Информация, полученная Карлом VII относительно намерений англичан, могла лишь усилить его опасения. В апреле 1455 года перед Большим Советом, собравшимся в Бурже, предстал греческий рыцарь Николай Агало, рассказавший, что в сентябре предыдущего года он побывал в Англии с целью получить помощью против турок. Из встреч с различными магнатами у него сложилось впечатление, что никто в Англии не желает мира с Францией: "Они хотят собрать армию, чтобы отомстить французам, которые отняли у них их много земель". Однако он добавил, что их не следует сильно опасаться, поскольку у них сильные разногласия и нехватка денег [616] .
616
Valois 1883, 13. Реакция Совета Карла VII явно подчеркивает опасения французов. Король великодушно уполномочил герцога Бургундского пойти против турок с дворянами и воинами из его земли, "которая является одной из великих и могущественных частей этого королевства" и санкционировал взимание десятины с церковников, но "если сам король пойдет воевать против турок, оставив свое не умиротворенное королевство и своих подданных на произвол судьбы, то это, во-первых, приведет к бедам подданных его королевства и гибели его армии и других христианских народов, которые будут с ним, а затем к возвышению турок и нанесению [ущерба] христианству".

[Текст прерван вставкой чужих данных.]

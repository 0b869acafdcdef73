#![warn(missing_docs)] // <= 合适时移除它.

//! 核心库. 提供荧光显微图像中细胞核 (DAPI) 与两类核内点状结构
//! (PML foci, RNF4 foci) 的归属、形态/强度测量与共定位统计.
//!
//! 像素级分割 (细胞核、PML、RNF4 的检测器) 不在本 crate 内实现.
//! 本 crate 只消费上游检测器给出的带标签对象集合 ([`ObjectPopulation`])
//! 与各通道强度图 ([`CalibratedImage`]), 并产出每个细胞核一行的测量结果.
//!
//! # 注意
//!
//! 1. 所有坐标均按 `(z, h, w)` 组织. 二维图像视为 `z` 方向长度为 1 的三维图像.
//! 2. 面积一律以标定单位 (体素个数乘以单像素面积) 给出,
//!   强度一律为原始像素值之和 (raw integrated density).
//! 3. 非期望输入 (空对象、形状不一致的图像) 通过 [`AnalysisError`] 返回, 而不是 panic.
//!
//! # 功能概览
//!
//! ### 对象模型 ✅
//!
//! 体素集合、质心、包含判断、各向异性膨胀、绘制.
//!
//! 实现位于 `nucfoci/src/object`.
//!
//! ### 细胞核归属 ✅
//!
//! 以 foci 质心体素是否落在细胞核内为准, 把两类 foci 分配给各细胞核.
//!
//! 实现位于 `nucfoci/src/assign.rs`.
//!
//! ### 单核测量 ✅
//!
//! 面积、各通道积分强度、foci 个数/面积/强度, 以及扣除膨胀 foci 后的弥散信号.
//!
//! 实现位于 `nucfoci/src/nucleus.rs`.
//!
//! ### 共定位 ✅
//!
//! 两类 foci 两两重叠体素数, 非对称的 25% 阈值判定与总重叠面积.
//!
//! 实现位于 `nucfoci/src/coloc.rs`.
//!
//! ### 批处理支撑 ✅
//!
//! npz 输入包加载、检测器适配、对象过滤、结果表与叠加图输出.
//!
//! 实现位于 `nucfoci/src/{dataset, detect.rs, pipeline.rs, report.rs, overlay.rs}`.

/// 二维索引, 同时也可一定程度上用作非负整数向量.
pub type Idx2d = (usize, usize);

/// 三维索引 `(z, h, w)`, 同时也可一定程度上用作非负整数向量.
pub type Idx3d = (usize, usize, usize);

/// 带符号三维偏移量. 膨胀核会用到. 该结构不对外公开.
type Offset3d = (isize, isize, isize);

mod error;

pub use error::{AnalysisError, AnalysisResult};

pub mod consts;

/// 强度图与标定信息.
mod data;

pub use data::{Calibration, CalibratedImage, IntensityWindow};

pub mod object;

pub use object::{DilationKernel, ObjectPopulation, SpatialObject};

pub mod assign;
pub mod coloc;
pub mod config;
pub mod dataset;
pub mod detect;
pub mod nucleus;
pub mod overlay;
pub mod pipeline;
pub mod prelude;
pub mod report;
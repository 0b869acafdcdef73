//! 🔬欢迎光临🧫
//!
//! 涵盖了本 crate 一系列常用的功能.

pub use crate::{Idx2d, Idx3d};
pub use crate::{AnalysisError, AnalysisResult};

pub use crate::{Calibration, CalibratedImage, IntensityWindow};
pub use crate::{DilationKernel, ObjectPopulation, SpatialObject};

pub use crate::config::{AnalysisConfig, AreaRange, ChannelNames, DilationRadius};
pub use crate::dataset::{self, bundle_loader, find_images, home_dataset_dir_with, ImageBundle};
pub use crate::detect::{Detector, ObjectRole, StoredLabels};

pub use crate::assign::{assign_foci, NucleusRecord};
pub use crate::coloc::{colocalize, ColocalizationStats};
pub use crate::nucleus::{MeasureChannels, Measurer};

pub use crate::overlay::Overlay;
pub use crate::pipeline::{ImageReport, Pipeline};
pub use crate::report::{MeasurementRow, ResultsWriter};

Но какой орган судебной власти должен был судить герцога Алансонского? В апреле 1457 года Карл VII задал ряд вопросов Парижскому Парламенту, на которые были даны следующие ответы: 1. Поскольку герцог был пэром Франции, его должен был судить суд, в котором заседали бы не только "древние" пэры (шесть церковных и шесть светских, но в то время, принимая во внимание последовательное поглощение королевским доменом большинства светских пэрств, оставался только один пэр, а именно герцог Бургундский и он же граф Фландрский, который иногда претендовал и на третье пэрство по своему графству Артуа), но и новые люди, "имеющие пэрское звание"; 2. Пэры должны быть вызваны, и если они явятся, то должны лично присутствовать в суде, а если не приедут, то король не обязан из-за этого откладывать суд, если же они пришлют своего представителя, то этот человек не должен быть "принят", поскольку пэр обязан присутствовать лично; 3. Можно ли вести процесс без личного присутствия короля, ведь если бы это было признано необходимым, не означало бы это поставить его и его преемников "в зависимое положение" и подорвать его авторитет? Ответ на этот вопрос таков: прецеденты свидетельствуют о присутствии короля в суде, но не во время предварительных заседаний, а при "принятии промежуточных или окончательных решений", поэтому при суде над герцогом Алансонском это было бы "весьма целесообразно, уместно и разумно", но если король не сможет лично присутствовать по причине, связанной с государственными делами, то лучше отложить суд, чем назначить кого-то другого вместо него [617] .
617
Anselme 1726–1739, III, 258–259.
Таким образом, независимо от своего желания, Карл VII был практически вынужден судить герцога Алансонского судом пэров, причем он должен был присутствовать на нем лично, по крайней мере, в решающие моменты процесса. Можно предположить, что король хотел бы получить иной ответ, который позволил бы ему избежать этого торжественного, но в то же время обременительного проявления королевского величия, а также дал бы ему больше свободы в принятии окончательного решения. Он мог ожидать, что, используя все формальности, пэры Франции, в силу личной солидарности, не колеблясь, заявят свои "протесты", в смысле помилования, конечно.